The International Monetary Fund (IMF) recently published its Composition of Official Foreign Exchange Reserves (COFER) data for the fourth quarter. What did it find? Shares of U.S. dollars were 59.02% during the October-to-December period. This is down from 60.72% at the same time in the previous year. Most other currencies witnessed growth in the final quarter of 2020:
- Euro: 21.24%
- Japanese yen: 6.03%
- Pound sterling: 4.69%
- Chinese yuan: 2.25%
- Canadian dollar: 2.07%
- Australian dollar: 1.82%
The Swiss franc was unchanged quarter-over-quarter at 0.17%.
It has been clear for a few years that the world is becoming too nervous about relying on the greenback being an everlasting reserve currency. Global financial markets are beginning to eye alternatives, while other nations are demanding some respect. China has been pushing greater ubiquity for the yuan by increasing yuan-denominated cross-border transactions and emphasizing the country’s adoption of a digital yuan.
Of course, foreign markets are not the primary culprit for the buck’s demise, but rather it is the Federal Reserve arranging a meeting between the dollar and currency heaven.
The Federal Reserve realizes just how much Wall Street depends on the punch bowl to survive. As a result, the U.S. central bank accepts that it is too difficult to remove it from the New York Stock Exchange. Officials recently went on a public relations blitzkrieg, informing investors and the public that the Eccles Building will keep running the printing press, maintaining near-zero interest rates, and buying up assets. The only way the punch bowl will be taken off the table is when the recovery has deepened.
Fed Chair Jerome Powell told NPR that any adjustment to monetary policy would occur “very, very gradually over time and with great transparency, when the economy has all but fully recovered.” Fed Vice Chair Richard Clarida conceded that the institution will keep the training wheels on until the economic recovery is “well and truly complete.” Fed Governor Lael Brainard promised “resolute patience,” while San Francisco Fed President Mary Daly pledged “a healthy dose” of patience.

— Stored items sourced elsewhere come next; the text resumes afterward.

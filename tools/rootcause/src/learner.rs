use crate::errors::RcaError;
use crate::inferencer::category_hint;
use crate::logging::append_run_log;
use crate::pattern::{FailurePattern, MatchRule, PatternOrigin};
use crate::pattern_library::PatternLibrary;
use crate::recurrence_store::{RecurrenceStore, SignatureRecord, SignatureStatus, Sighting};
use crate::signature::short_fingerprint;
use crate::types::AnalysisReport;
use serde_json::json;

pub const DEFAULT_RECURRENCE_THRESHOLD: u64 = 3;
pub const DEFAULT_LEARNED_CONFIDENCE: f64 = 0.3;
pub const LEARNED_PREFIX: &str = "learned-";
const RESIDUAL_PREFIX: &str = "residual:";

#[derive(Debug, Clone, PartialEq)]
pub struct LearnerConfig {
    pub recurrence_threshold: u64,
    /// Insert synthesized patterns immediately instead of queueing them for
    /// approval.
    pub auto_promote: bool,
    pub initial_confidence: f64,
}

impl Default for LearnerConfig {
    fn default() -> Self {
        Self {
            recurrence_threshold: DEFAULT_RECURRENCE_THRESHOLD,
            auto_promote: false,
            initial_confidence: DEFAULT_LEARNED_CONFIDENCE,
        }
    }
}

pub struct PatternLearner {
    store: RecurrenceStore,
    config: LearnerConfig,
}

impl PatternLearner {
    pub fn new(store: RecurrenceStore, config: LearnerConfig) -> Self {
        Self { store, config }
    }

    pub fn store(&self) -> &RecurrenceStore {
        &self.store
    }

    /// Records this run's residual signatures and promotes (or proposes)
    /// those that crossed the recurrence threshold. Returns the ids of
    /// patterns inserted into `library`.
    pub fn learn(
        &self,
        report: &AnalysisReport,
        library: &PatternLibrary,
    ) -> Result<Vec<String>, RcaError> {
        let mut inserted = Vec::new();
        for finding in &report.findings {
            if finding.is_known_pattern || !finding.signature.starts_with(RESIDUAL_PREFIX) {
                continue;
            }
            let record = self.store.record_sighting(Sighting {
                signature: finding.signature.clone(),
                analysis_id: report.analysis_id.clone(),
                category: finding.category,
                excerpt: finding
                    .common_excerpt
                    .clone()
                    .filter(|excerpt| !excerpt.trim().is_empty()),
                seen_at: report.started_at,
            })?;
            if record.status == SignatureStatus::Promoted
                || record.run_count < self.config.recurrence_threshold
                || record.excerpt.is_none()
            {
                continue;
            }

            if self.config.auto_promote {
                if let Some(pattern_id) = self.promote(&record, library)? {
                    inserted.push(pattern_id);
                }
            } else if record.status == SignatureStatus::Tracking {
                self.store.mark_pending(&record.signature)?;
                append_run_log(
                    "info",
                    "learner.proposal.queued",
                    json!({
                        "signature": record.signature,
                        "run_count": record.run_count,
                        "excerpt": record.excerpt,
                    }),
                );
            }
        }
        Ok(inserted)
    }

    /// Patterns awaiting approval, ordered by signature.
    pub fn pending_proposals(&self) -> Result<Vec<(String, FailurePattern)>, RcaError> {
        Ok(self
            .store
            .list_by_status(SignatureStatus::Pending)?
            .into_iter()
            .filter_map(|record| {
                synthesize(&record, self.config.initial_confidence)
                    .map(|pattern| (record.signature.clone(), pattern))
            })
            .collect())
    }

    pub fn approve(&self, signature: &str, library: &PatternLibrary) -> Result<Option<String>, RcaError> {
        let record = self
            .store
            .get(signature)?
            .filter(|record| record.status == SignatureStatus::Pending)
            .ok_or_else(|| RcaError::PatternNotFound(format!("no pending proposal for {signature}")))?;
        self.promote(&record, library)
    }

    /// Inserts the synthesized pattern and marks the signature promoted. A
    /// signature whose matcher set is already in the library is marked
    /// promoted without inserting anything.
    fn promote(
        &self,
        record: &SignatureRecord,
        library: &PatternLibrary,
    ) -> Result<Option<String>, RcaError> {
        let Some(pattern) = synthesize(record, self.config.initial_confidence) else {
            return Ok(None);
        };
        let pattern_id = pattern.pattern_id.clone();
        let outcome = match library.insert(pattern) {
            Ok(id) => Some(id),
            Err(RcaError::DuplicatePattern(reason)) => {
                append_run_log(
                    "info",
                    "learner.promotion.already_covered",
                    json!({ "signature": record.signature, "reason": reason }),
                );
                None
            }
            Err(e) => return Err(e),
        };
        self.store.mark_promoted(&record.signature, &pattern_id)?;
        append_run_log(
            "info",
            "learner.promoted",
            json!({
                "signature": record.signature,
                "pattern_id": pattern_id,
                "inserted": outcome.is_some(),
                "run_count": record.run_count,
            }),
        );
        Ok(outcome)
    }
}

pub fn learned_pattern_id(signature: &str) -> String {
    format!("{LEARNED_PREFIX}{}", short_fingerprint(&[signature]))
}

fn synthesize(record: &SignatureRecord, confidence_base: f64) -> Option<FailurePattern> {
    let excerpt = record.excerpt.as_deref()?.trim();
    if excerpt.is_empty() {
        return None;
    }
    // Braces in the excerpt would read as template placeholders.
    let shown = excerpt.replace('{', "(").replace('}', ")");
    let mut remediation = Vec::new();
    if let Some(hint) = category_hint(record.category) {
        remediation.push(hint.to_string());
    }
    remediation.push("Review this learned pattern and curate its remediation".to_string());

    let mut pattern = FailurePattern::new(
        learned_pattern_id(&record.signature),
        vec![MatchRule::substring(excerpt)],
        record.category,
        confidence_base,
    )
    .with_template(format!(
        "Recurring {} failure seen in {} runs: \"{shown}\"",
        record.category.as_str(),
        record.run_count
    ));
    pattern.remediation_steps = remediation;
    pattern.origin = PatternOrigin::Learned;
    Some(pattern)
}

#[cfg(test)]
mod tests {
    use super::{learned_pattern_id, LearnerConfig, PatternLearner};
    use crate::pattern_library::PatternLibrary;
    use crate::recurrence_store::RecurrenceStore;
    use crate::types::{AnalysisReport, FailureCategory, RootCauseFinding};

    fn report(analysis_id: &str, excerpt: Option<&str>) -> AnalysisReport {
        AnalysisReport {
            analysis_id: analysis_id.to_string(),
            started_at: 1_000,
            duration_ms: 1,
            total_failures: 2,
            findings: vec![RootCauseFinding {
                signature: "residual:abc".to_string(),
                category: FailureCategory::Logic,
                description: "x".to_string(),
                confidence: 0.35,
                remediation_steps: Vec::new(),
                member_failure_ids: vec!["f-0001".to_string(), "f-0002".to_string()],
                is_known_pattern: false,
                pattern_id: None,
                common_excerpt: excerpt.map(str::to_string),
            }],
            unresolved_failure_ids: Vec::new(),
            degraded: false,
            errors: Vec::new(),
        }
    }

    fn learner(auto_promote: bool) -> PatternLearner {
        PatternLearner::new(
            RecurrenceStore::in_memory().expect("store"),
            LearnerConfig {
                auto_promote,
                ..LearnerConfig::default()
            },
        )
    }

    #[test]
    fn promotes_on_third_distinct_run_only() {
        let library = PatternLibrary::new();
        let learner = learner(true);
        let excerpt = Some("assertionerror: expected 3 got");
        assert!(learner.learn(&report("run-1", excerpt), &library).expect("1").is_empty());
        assert!(learner.learn(&report("run-1", excerpt), &library).expect("1 again").is_empty());
        assert!(learner.learn(&report("run-2", excerpt), &library).expect("2").is_empty());
        let promoted = learner.learn(&report("run-3", excerpt), &library).expect("3");
        assert_eq!(promoted, vec![learned_pattern_id("residual:abc")]);

        let pattern = library.get(&promoted[0]).expect("get").expect("present");
        assert_eq!(pattern.confidence_base, 0.3);
        assert_eq!(pattern.category, FailureCategory::Logic);

        assert!(learner.learn(&report("run-4", excerpt), &library).expect("4").is_empty());
        assert_eq!(library.len(), 1);
    }

    #[test]
    fn gated_learning_waits_for_approval() {
        let library = PatternLibrary::new();
        let learner = learner(false);
        for run in ["a", "b", "c"] {
            assert!(learner
                .learn(&report(run, Some("disk quota exceeded")), &library)
                .expect("learn")
                .is_empty());
        }
        assert!(library.is_empty());
        let proposals = learner.pending_proposals().expect("pending");
        assert_eq!(proposals.len(), 1);
        assert_eq!(proposals[0].0, "residual:abc");

        let id = learner.approve("residual:abc", &library).expect("approve");
        assert_eq!(id, Some(learned_pattern_id("residual:abc")));
        assert!(learner.approve("residual:abc", &library).is_err());
        assert!(learner.pending_proposals().expect("pending").is_empty());
    }

    #[test]
    fn clusters_without_excerpt_are_never_promoted() {
        let library = PatternLibrary::new();
        let learner = learner(true);
        for run in ["a", "b", "c", "d"] {
            learner.learn(&report(run, None), &library).expect("learn");
        }
        assert!(library.is_empty());
    }
}
use crate::errors::RcaError;
use crate::pattern_library::PatternLibrary;
use crate::types::{clamp_confidence, FailureCategory, FailureGroup, FailureRecord, RootCauseFinding};
use std::collections::BTreeSet;

pub const DEFAULT_MAX_GROUP_SIZE: usize = 500;
pub const HEURISTIC_FIRST_HIT: f64 = 0.25;
pub const HEURISTIC_EXTRA_HIT: f64 = 0.05;
pub const HEURISTIC_CAP: f64 = 0.4;
pub const HEURISTIC_NO_HIT: f64 = 0.1;

const MANUAL_STEP: &str = "Investigate the failure manually";
const PARITY_STEP: &str = "Check environment parity between local and CI";
const DESCRIPTION_EXCERPT_CHARS: usize = 160;

/// Keyword sets in priority order; on equal hit counts the earlier
/// category wins.
const KEYWORDS: &[(FailureCategory, &[&str])] = &[
    (
        FailureCategory::Infrastructure,
        &[
            "connection refused",
            "timed out",
            "timeout",
            "network",
            "unreachable",
            "dns",
            "econnreset",
            "socket",
            "broken pipe",
            "503",
        ],
    ),
    (
        FailureCategory::Dependency,
        &[
            "version",
            "unresolved import",
            "cannot find crate",
            "module not found",
            "package",
            "dependency",
            "linker",
        ],
    ),
    (
        FailureCategory::Configuration,
        &[
            "no such file",
            "not found",
            "missing",
            "enoent",
            "permission denied",
            "config",
            "environment variable",
        ],
    ),
    (
        FailureCategory::Environment,
        &[
            "out of memory",
            "oom",
            "disk full",
            "no space left",
            "killed",
            "signal",
        ],
    ),
    (
        FailureCategory::Logic,
        &[
            "assert",
            "assertion",
            "expected",
            "panicked",
            "null pointer",
            "index out of bounds",
        ],
    ),
];

pub fn category_hint(category: FailureCategory) -> Option<&'static str> {
    match category {
        FailureCategory::Infrastructure => {
            Some("Check network connectivity and availability of the services the job talks to")
        }
        FailureCategory::Configuration => {
            Some("Verify configuration files, paths and environment variables")
        }
        FailureCategory::Dependency => Some("Verify dependency versions and lockfile consistency"),
        FailureCategory::Environment => Some("Check memory and disk limits on the runner"),
        FailureCategory::Logic => Some("Review the failing assertion against recent code changes"),
        FailureCategory::Unknown => None,
    }
}

/// Category guess for unmatched text along with the number of distinct
/// keywords that supported it.
pub fn classify_messages<'a>(messages: impl IntoIterator<Item = &'a str>) -> (FailureCategory, usize) {
    let lowered = messages
        .into_iter()
        .map(str::to_lowercase)
        .collect::<Vec<_>>();
    let mut best = (FailureCategory::Unknown, 0);
    for (category, keywords) in KEYWORDS {
        let hits = keywords
            .iter()
            .filter(|keyword| lowered.iter().any(|message| message.contains(*keyword)))
            .count();
        if hits > best.1 {
            best = (*category, hits);
        }
    }
    best
}

pub fn heuristic_confidence(hits: usize) -> f64 {
    if hits == 0 {
        return HEURISTIC_NO_HIT;
    }
    let extra = (hits - 1) as f64 * HEURISTIC_EXTRA_HIT;
    (HEURISTIC_FIRST_HIT + extra).min(HEURISTIC_CAP)
}

#[derive(Debug, Clone, Copy)]
pub struct Inferencer {
    max_group_size: usize,
}

impl Default for Inferencer {
    fn default() -> Self {
        Self::new(DEFAULT_MAX_GROUP_SIZE)
    }
}

impl Inferencer {
    pub fn new(max_group_size: usize) -> Self {
        Self {
            max_group_size: max_group_size.max(1),
        }
    }

    /// `members` holds the group's records in member order. Every group
    /// yields exactly one finding.
    pub fn infer(
        &self,
        group: &FailureGroup,
        members: &[&FailureRecord],
        library: &PatternLibrary,
    ) -> Result<RootCauseFinding, RcaError> {
        let member_failure_ids = group
            .member_ids
            .iter()
            .cloned()
            .collect::<BTreeSet<_>>()
            .into_iter()
            .collect::<Vec<_>>();
        let sample = sample_evenly(members, self.max_group_size);

        if let Some(candidate) = &group.best_candidate {
            if let Some(entry) = library.entry(&candidate.pattern_id)? {
                let pattern = entry.definition();
                let description = match sample.first() {
                    Some(record) if !pattern.root_cause_template.trim().is_empty() => {
                        fill_template(&pattern.root_cause_template, record)
                    }
                    _ => format!(
                        "{} failure matching pattern {}",
                        pattern.category.as_str(),
                        pattern.pattern_id
                    ),
                };
                return Ok(RootCauseFinding {
                    signature: group.signature.clone(),
                    category: pattern.category,
                    description,
                    confidence: clamp_confidence(candidate.confidence),
                    remediation_steps: pattern.remediation_steps.clone(),
                    member_failure_ids,
                    is_known_pattern: true,
                    pattern_id: Some(pattern.pattern_id.clone()),
                    common_excerpt: None,
                });
            }
        }

        let (category, hits) = classify_messages(sample.iter().map(|record| record.message.as_str()));
        let mut remediation_steps = Vec::new();
        if let Some(hint) = category_hint(category) {
            remediation_steps.push(hint.to_string());
        }
        remediation_steps.push(MANUAL_STEP.to_string());
        remediation_steps.push(PARITY_STEP.to_string());

        let shown = group
            .common_excerpt
            .clone()
            .or_else(|| sample.first().map(|record| record.message.clone()))
            .unwrap_or_default();
        let description = format!(
            "Unrecognized {} failure in {} record(s): {}",
            category.as_str(),
            member_failure_ids.len(),
            shorten(&shown, DESCRIPTION_EXCERPT_CHARS)
        );

        Ok(RootCauseFinding {
            signature: group.signature.clone(),
            category,
            description,
            confidence: heuristic_confidence(hits),
            remediation_steps,
            member_failure_ids,
            is_known_pattern: false,
            pattern_id: None,
            common_excerpt: group.common_excerpt.clone(),
        })
    }
}

/// Evenly strided sample of at most `max` items, always including the first.
pub fn sample_evenly<'a, T>(items: &[&'a T], max: usize) -> Vec<&'a T> {
    if items.len() <= max {
        return items.to_vec();
    }
    let stride = items.len() as f64 / max as f64;
    (0..max)
        .map(|i| items[((i as f64 * stride) as usize).min(items.len() - 1)])
        .collect()
}

/// Replaces `{key}` with the record's context value, or with the built-ins
/// `identifier` and `source_kind`. Unknown keys render as `unknown`.
pub fn fill_template(template: &str, record: &FailureRecord) -> String {
    let mut out = String::with_capacity(template.len());
    let mut rest = template;
    while let Some(open) = rest.find('{') {
        out.push_str(&rest[..open]);
        let after = &rest[open + 1..];
        match after.find('}') {
            Some(close) => {
                let key = &after[..close];
                let value = match key {
                    "identifier" => record.identifier.as_str(),
                    "source_kind" => record.source_kind.as_str(),
                    _ => record.context.get(key).map(String::as_str).unwrap_or("unknown"),
                };
                out.push_str(value);
                rest = &after[close + 1..];
            }
            None => {
                out.push_str(&rest[open..]);
                rest = "";
            }
        }
    }
    out.push_str(rest);
    out
}

fn shorten(text: &str, max_chars: usize) -> String {
    if text.chars().count() <= max_chars {
        return text.to_string();
    }
    let mut short = text.chars().take(max_chars).collect::<String>();
    short.push_str("...");
    short
}
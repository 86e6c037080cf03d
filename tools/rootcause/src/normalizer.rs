use crate::errors::RcaError;
use crate::types::{FailureRecord, Frame, RawFailure};
use regex::Regex;
use serde::{Deserialize, Serialize};
use std::collections::BTreeMap;
use std::sync::LazyLock;

pub const DEFAULT_MAX_MESSAGE_BYTES: usize = 4096;
pub const DEFAULT_MAX_TRACE_FRAMES: usize = 200;

const BOUNDARY_MARKERS: &[&str] = &[
    "error",
    "panicked",
    "exception",
    "failed",
    "failure",
    "fatal",
    "assert",
    "traceback",
    "refused",
    "timed out",
    "timeout",
    "segmentation fault",
    "abort",
];

// Each prefix must start a path: `lead` is the start of text or a character
// that cannot continue a path, and is put back on replacement.
#[allow(clippy::expect_used)]
static MACHINE_PREFIXES: LazyLock<Vec<Regex>> = LazyLock::new(|| {
    [
        r"/home/[^/\s]+/",
        r"/Users/[^/\s]+/",
        r"(?i:[a-z]):\\Users\\[^\\\s]+\\",
        r"/(?:private/)?var/folders/[^/\s]+/[^/\s]+/(?:T/)?",
        r"/tmp/[^/\s]+/",
        r"/root/",
    ]
    .iter()
    .map(|prefix| {
        Regex::new(&format!(r"(?P<lead>^|[^\w/\\.~-]){prefix}"))
            .expect("valid machine prefix regex")
    })
    .collect()
});

// at fn (file:12:3) | at pkg.Class.method(File.java:42)
#[allow(clippy::expect_used)]
static AT_CALL_FRAME: LazyLock<Regex> = LazyLock::new(|| {
    Regex::new(r"^\s*at\s+(?P<func>[^\s(]+)\s*\((?P<file>[^)]+?):(?P<line>\d+)(?::\d+)?\)\s*$")
        .expect("valid frame regex")
});

// at file:12:3 (anonymous frame, or the location line of a rust backtrace)
#[allow(clippy::expect_used)]
static AT_LOCATION_FRAME: LazyLock<Regex> = LazyLock::new(|| {
    Regex::new(r"^\s*at\s+(?P<file>[^\s()]+?):(?P<line>\d+)(?::\d+)?\s*$")
        .expect("valid frame regex")
});

#[allow(clippy::expect_used)]
static PYTHON_FRAME: LazyLock<Regex> = LazyLock::new(|| {
    Regex::new(r#"^\s*File "(?P<file>[^"]+)", line (?P<line>\d+)(?:, in (?P<func>\S+))?"#)
        .expect("valid frame regex")
});

#[allow(clippy::expect_used)]
static NUMBERED_FRAME: LazyLock<Regex> =
    LazyLock::new(|| Regex::new(r"^\s*\d+:\s+(?P<func>\S+)\s*$").expect("valid frame regex"));

#[derive(Debug, Clone, PartialEq, Eq, Serialize, Deserialize)]
pub struct NormalizerConfig {
    pub max_message_bytes: usize,
    pub max_trace_frames: usize,
    /// Extra machine-specific prefixes (workspace roots, CI checkout dirs).
    pub strip_prefixes: Vec<String>,
}

impl Default for NormalizerConfig {
    fn default() -> Self {
        Self {
            max_message_bytes: DEFAULT_MAX_MESSAGE_BYTES,
            max_trace_frames: DEFAULT_MAX_TRACE_FRAMES,
            strip_prefixes: Vec::new(),
        }
    }
}

#[derive(Debug, Clone, Default)]
pub struct Normalizer {
    config: NormalizerConfig,
}

#[derive(Debug, Default)]
struct ParsedBlob {
    boundary: Option<String>,
    frames: Vec<Frame>,
}

impl Normalizer {
    pub fn new(mut config: NormalizerConfig) -> Self {
        config.strip_prefixes.retain(|prefix| !prefix.is_empty());
        // Longest first so nested prefixes strip completely.
        config
            .strip_prefixes
            .sort_by(|a, b| b.len().cmp(&a.len()).then_with(|| a.cmp(b)));
        Self { config }
    }

    pub fn config(&self) -> &NormalizerConfig {
        &self.config
    }

    pub fn normalize(
        &self,
        id: &str,
        raw: &RawFailure,
        now_ms: i64,
    ) -> Result<FailureRecord, RcaError> {
        let parsed = raw
            .text
            .as_deref()
            .map(parse_blob)
            .unwrap_or_default();

        let identifier = raw
            .identifier
            .as_deref()
            .map(collapse_whitespace)
            .filter(|value| !value.is_empty());

        let context = raw
            .context
            .iter()
            .filter(|(key, _)| !key.trim().is_empty())
            .map(|(key, value)| {
                (
                    key.trim().to_string(),
                    self.canonicalize(&collapse_whitespace(value)),
                )
            })
            .collect::<BTreeMap<_, _>>();

        let raw_frames = if raw.trace.is_empty() {
            parsed.frames
        } else {
            raw.trace.clone()
        };
        let trace = self.normalize_frames(raw_frames);

        let explicit = raw
            .message
            .as_deref()
            .map(|message| self.canonicalize(&collapse_whitespace(message)))
            .filter(|message| !message.is_empty());
        let from_blob = parsed
            .boundary
            .map(|line| self.canonicalize(&collapse_whitespace(&line)))
            .filter(|message| !message.is_empty());

        let message = match explicit.or(from_blob) {
            Some(message) => message,
            None => {
                if identifier.is_none() && trace.is_empty() && context.is_empty() {
                    return Err(RcaError::Normalization(format!(
                        "{id}: input has no parseable failure boundary"
                    )));
                }
                synthesize_message(identifier.as_deref(), raw, &trace, &context)
            }
        };

        Ok(FailureRecord {
            id: id.to_string(),
            source_kind: raw.source_kind,
            identifier: identifier.unwrap_or_else(|| derive_identifier(&trace, &context)),
            message: truncate_bytes(&message, self.config.max_message_bytes),
            trace,
            context,
            observed_at: raw.observed_at.unwrap_or(now_ms),
        })
    }

    /// Strips machine-specific path prefixes so the same failure on two hosts
    /// normalizes to the same text.
    pub fn canonicalize(&self, text: &str) -> String {
        let mut out = text.to_string();
        for prefix in &self.config.strip_prefixes {
            out = out.replace(prefix.as_str(), "");
        }
        for pattern in MACHINE_PREFIXES.iter() {
            out = pattern.replace_all(&out, "${lead}").into_owned();
        }
        out
    }

    fn normalize_frames(&self, frames: Vec<Frame>) -> Vec<Frame> {
        let mut out: Vec<Frame> = Vec::with_capacity(frames.len().min(self.config.max_trace_frames));
        for frame in frames {
            let frame = Frame {
                function: collapse_whitespace(&frame.function),
                file: self.canonicalize(frame.file.trim()),
                line: frame.line,
            };
            if frame.function.is_empty() && frame.file.is_empty() {
                continue;
            }
            if out.last() == Some(&frame) {
                continue;
            }
            if out.len() == self.config.max_trace_frames {
                break;
            }
            out.push(frame);
        }
        out
    }
}

fn parse_blob(text: &str) -> ParsedBlob {
    let mut parsed = ParsedBlob::default();
    let mut traceback_seen = false;
    let mut last_plain_line: Option<&str> = None;

    for line in text.lines() {
        if let Some(caps) = AT_CALL_FRAME.captures(line) {
            parsed.frames.push(Frame {
                function: caps["func"].to_string(),
                file: caps["file"].to_string(),
                line: caps["line"].parse().ok(),
            });
            continue;
        }
        if let Some(caps) = AT_LOCATION_FRAME.captures(line) {
            let file = caps["file"].to_string();
            let line_no = caps["line"].parse().ok();
            match parsed.frames.last_mut() {
                Some(last) if last.file.is_empty() => {
                    last.file = file;
                    last.line = line_no;
                }
                _ => parsed.frames.push(Frame {
                    function: String::new(),
                    file,
                    line: line_no,
                }),
            }
            continue;
        }
        if let Some(caps) = PYTHON_FRAME.captures(line) {
            parsed.frames.push(Frame {
                function: caps
                    .name("func")
                    .map(|m| m.as_str().to_string())
                    .unwrap_or_default(),
                file: caps["file"].to_string(),
                line: caps["line"].parse().ok(),
            });
            continue;
        }
        if let Some(caps) = NUMBERED_FRAME.captures(line) {
            parsed.frames.push(Frame {
                function: caps["func"].to_string(),
                file: String::new(),
                line: None,
            });
            continue;
        }

        let trimmed = line.trim();
        if trimmed.is_empty() {
            continue;
        }
        last_plain_line = Some(trimmed);
        let lower = trimmed.to_lowercase();
        if lower.starts_with("traceback") {
            traceback_seen = true;
            continue;
        }
        if parsed.boundary.is_none() && BOUNDARY_MARKERS.iter().any(|marker| lower.contains(marker)) {
            parsed.boundary = Some(trimmed.to_string());
        }
    }

    // Python prints the exception after the frames.
    if traceback_seen {
        if let Some(last) = last_plain_line {
            parsed.boundary = Some(last.to_string());
        }
    }
    parsed
}

fn synthesize_message(
    identifier: Option<&str>,
    raw: &RawFailure,
    trace: &[Frame],
    context: &BTreeMap<String, String>,
) -> String {
    let subject = match identifier {
        Some(identifier) => identifier.to_string(),
        None => match trace.first() {
            Some(frame) => frame.render(),
            None => format!("{} step", raw.source_kind.as_str()),
        },
    };
    if context.is_empty() {
        return format!("{subject} failed");
    }
    let details = context
        .iter()
        .map(|(key, value)| format!("{key}={value}"))
        .collect::<Vec<_>>()
        .join(", ");
    format!("{subject} failed ({details})")
}

fn derive_identifier(trace: &[Frame], context: &BTreeMap<String, String>) -> String {
    if let Some(command) = context.get("command").filter(|value| !value.is_empty()) {
        return command.clone();
    }
    trace
        .first()
        .map(|frame| frame.function.clone())
        .filter(|function| !function.is_empty())
        .unwrap_or_else(|| "unknown".to_string())
}

fn collapse_whitespace(value: &str) -> String {
    value.split_whitespace().collect::<Vec<_>>().join(" ")
}

fn truncate_bytes(value: &str, max_bytes: usize) -> String {
    if value.len() <= max_bytes {
        return value.to_string();
    }
    let mut cut = max_bytes;
    while cut > 0 && !value.is_char_boundary(cut) {
        cut -= 1;
    }
    value[..cut].to_string()
}
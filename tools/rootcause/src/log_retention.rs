use crate::errors::RcaError;
use std::fs;
use std::path::{Path, PathBuf};

/// Keeps the `keep` newest files in `dir` whose name starts with `prefix` and
/// deletes the rest. Unrelated files are never touched.
pub fn prune_run_logs(dir: &Path, prefix: &str, keep: usize) -> Result<Vec<PathBuf>, RcaError> {
    let mut logs = fs::read_dir(dir)
        .map_err(|e| RcaError::Io(e.to_string()))?
        .filter_map(|entry| entry.ok())
        .map(|entry| entry.path())
        .filter(|path| path.is_file())
        .filter(|path| {
            path.file_name()
                .and_then(|name| name.to_str())
                .is_some_and(|name| name.starts_with(prefix))
        })
        .collect::<Vec<_>>();

    // Newest first; the name breaks ties so equal mtimes stay deterministic.
    logs.sort_by(|a, b| {
        let ma = fs::metadata(a).ok().and_then(|m| m.modified().ok());
        let mb = fs::metadata(b).ok().and_then(|m| m.modified().ok());
        mb.cmp(&ma).then_with(|| b.cmp(a))
    });

    let mut deleted = Vec::new();
    for path in logs.into_iter().skip(keep) {
        fs::remove_file(&path).map_err(|e| RcaError::Io(e.to_string()))?;
        deleted.push(path);
    }
    Ok(deleted)
}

This is a complete contradiction to William McChesney Martin’s mantra, the ninth Fed president who served under five presidents from 1951 to 1970. His philosophy was that the central bank’s role is “to take away the punch bowl just as the party gets going.” Considering that stocks have reached all-time highs, Martin would likely declare now is the time to tighten the balance sheet.